Table 6.3: Ambient Air Quality Guidelines for New Zealand
Contaminant Acceptable Average Level Averaging Period
Particulates (PM10) 120 µg/m3 24-hour
40 µg/m3 annual
Sulphur dioxide (SO2) 500 µg/m3 10-minute
350 µg/m3 1-hour
125 µg/m3 24-hour
50 µg/m3 annual
Carbon monoxide (CO) 30 mg/m3 1-hour
10 mg/m3 8-hour
Ozone 150 µg/m3 1-hour
100 µg/m3 8-hour
Nitrogen dioxide (NO2) 300 µg/m3 1-hour
100 µg/m3 24-hour
Lead 0.51.0 µg/m3 3-month
Fluoride: Special land use 1.8 µg/m3 12-hour
1.5 µg/m3 24-hour
0.8 µg/m3 7-day
0.4 µg/m3 30-day
0.25 µg/m3 90-day
General land use 3.7 µg/m3 12-hour
2.9 µg/m3 24-hour
1.7 µg/m3 7-day
0.84 µg/m3 30-day
0.5 µg/m3 90-day
Conservation areas 0.1µg/m3 90-day
Hydrogen sulphide (H2S) 7 µg/m3 30-minute

µg - micrograms

mg - milligrams

AS - Australian Standard

Source: Ministry for the Environment (1994)

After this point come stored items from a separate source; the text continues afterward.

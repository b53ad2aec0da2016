//! Federated login against the booking platform's SSO broker.
//!
//! The login runs four strictly sequential stages:
//!
//! 1. **Init**: baseline browser headers for the broker.
//! 2. **Broker handshake**: fetch the broker's SSO page, echo its XSRF cookie
//!    as a header, pick up the client-side router's asset version, post the
//!    institution's federation domain and follow the returned redirect.
//! 3. **Institution auth**: handled by the [`Authenticator`].
//! 4. **Consume**: repost the SAML assertion to the platform and land on the
//!    post-login page so the platform sets its session cookies.
//!
//! Any failure aborts the whole login; there is no retry inside it.

use deskbook_core::config::Endpoints;
use deskbook_core::error::{DeskbookError, Result};
use deskbook_core::Credentials;
use percent_encoding::percent_decode_str;
use serde_json::json;
use tracing::{debug, info};
use url::Url;

use crate::authenticator::{AssertionPayload, Authenticator, RedirectDescriptor, SSO_AJAX_HEADERS};
use crate::cookies::{SessionCookies, cookie_value};
use crate::extract::{Token, extract, inertia_version};
use crate::http::{HttpSession, USER_AGENT, read_body};

const XSRF_COOKIE: &str = "XSRF-TOKEN";
const XSRF_HEADER: &str = "x-xsrf-token";
const INERTIA_LOCATION_HEADER: &str = "x-inertia-location";
const POST_LOGIN_PATH: &str = "/en-us/login?target=/en-us/home?withoutIntent=true";

/// Auth-phase session driving the SSO handshake for one institution.
pub struct FederationSession {
    session: HttpSession,
    endpoints: Endpoints,
    authenticator: Authenticator,
}

impl FederationSession {
    pub fn new(endpoints: Endpoints, authenticator: Authenticator) -> Result<Self> {
        Ok(Self {
            session: HttpSession::new()?,
            endpoints,
            authenticator,
        })
    }

    /// Runs the complete login and returns the platform's session cookies.
    pub async fn login(mut self, credentials: &Credentials) -> Result<SessionCookies> {
        let institution = self.authenticator.institution();

        self.init_headers()?;
        let redirect = self.broker_handshake().await?;

        self.session.remove_headers(&SSO_AJAX_HEADERS);
        let assertion = self
            .authenticator
            .authenticate(&mut self.session, &redirect, credentials)
            .await?;

        self.consume_assertion(assertion).await?;

        let cookies = SessionCookies::capture(
            self.session.jar(),
            &[
                self.endpoints.platform_base.as_str(),
                self.endpoints.booking_api_base.as_str(),
            ],
        )?;
        info!(institution = %institution, "Login successful");
        Ok(cookies)
    }

    fn init_headers(&mut self) -> Result<()> {
        let auth_base = self.endpoints.auth_base.trim_end_matches('/').to_string();

        self.session.set_header("user-agent", USER_AGENT)?;
        self.session.set_header("accept", "text/html, application/xhtml+xml")?;
        self.session.set_header("accept-encoding", "plain")?;
        self.session.set_header("referer", &format!("{}/", auth_base))?;
        self.session.set_header("origin", &auth_base)?;
        Ok(())
    }

    async fn broker_handshake(&mut self) -> Result<RedirectDescriptor> {
        const PHASE: &str = "broker handshake";

        let sso_url = format!("{}/login/sso", self.endpoints.auth_base.trim_end_matches('/'));
        let response = self.session.get(PHASE, &sso_url).await?;
        let page_url = response.url().clone();
        let page = read_body(PHASE, response).await?;

        let xsrf = cookie_value(self.session.jar(), &page_url, XSRF_COOKIE)
            .ok_or_else(|| DeskbookError::extraction(PHASE, format!("{} cookie", XSRF_COOKIE)))?;
        let xsrf = percent_decode_str(&xsrf).decode_utf8_lossy().into_owned();
        self.session.set_header(XSRF_HEADER, &xsrf)?;

        let page_data = extract(PHASE, &page, Token::PageData)?;
        let version = inertia_version(&page_data);
        debug!(version = %version, "broker asset version");

        self.session.set_header("x-requested-with", "XMLHttpRequest")?;
        self.session.set_header("x-inertia", "true")?;
        self.session.set_header("x-inertia-version", &version)?;

        let domain = self.authenticator.institution().profile().federation_domain;
        let response = self
            .session
            .post_json(PHASE, &sso_url, &json!({ "domain": domain }))
            .await?;
        let location = response
            .headers()
            .get(INERTIA_LOCATION_HEADER)
            .and_then(|value| value.to_str().ok())
            .map(str::to_string)
            .ok_or_else(|| {
                DeskbookError::extraction(PHASE, format!("{} header", INERTIA_LOCATION_HEADER))
            })?;

        debug!(location = %location, "following broker redirect");
        let response = self.session.get(PHASE, &location).await?;
        let url = response.url().clone();
        let body = read_body(PHASE, response).await?;

        Ok(RedirectDescriptor { url, body })
    }

    async fn consume_assertion(&mut self, assertion: AssertionPayload) -> Result<()> {
        const PHASE: &str = "assertion consume";

        let html = assertion.html();
        let consume_url = extract(PHASE, html, Token::FormAction)?;
        let relay_state = extract(PHASE, html, Token::RelayState)?;
        let saml_response = extract(PHASE, html, Token::SamlResponse)?;
        Url::parse(&consume_url).map_err(|_| DeskbookError::extraction(PHASE, "form action URL"))?;

        self.session
            .post_form(
                PHASE,
                &consume_url,
                &[
                    ("RelayState", relay_state.as_str()),
                    ("SAMLResponse", saml_response.as_str()),
                ],
            )
            .await?;

        let landing = format!(
            "{}{}",
            self.endpoints.platform_base.trim_end_matches('/'),
            POST_LOGIN_PATH
        );
        self.session.get(PHASE, &landing).await?;
        Ok(())
    }
}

Strategies will be developed for assessing visibility and for managing air toxics (with the main focus on motor vehicles and agricultural chemical sprays). The project will also develop guidance manuals on how to use computer programmes which model the dispersion of contaminants in the atmosphere, including what models to use in what situations and how to create local meteorological datasets to put into the models. Guidance manuals are also being prepared on how to develop emission inventories and record compliance monitoring information.

Several regional councils have begun to develop regional air plans which identify their issues, objectives, policies and methods for managing air quality. This process has been difficult however, due to lack of air quality information. Most of the plans set out the programme the council will follow to gather data to improve councils' ability to sustainably manage air quality. Canterbury Regional Council appears to be most advanced in its air quality programme having studied household heating and vehicle emissions and recently introduced tougher emission standards for new woodburners. Council officers are also working on plans for the gradual phasing out of open fires and older woodburners.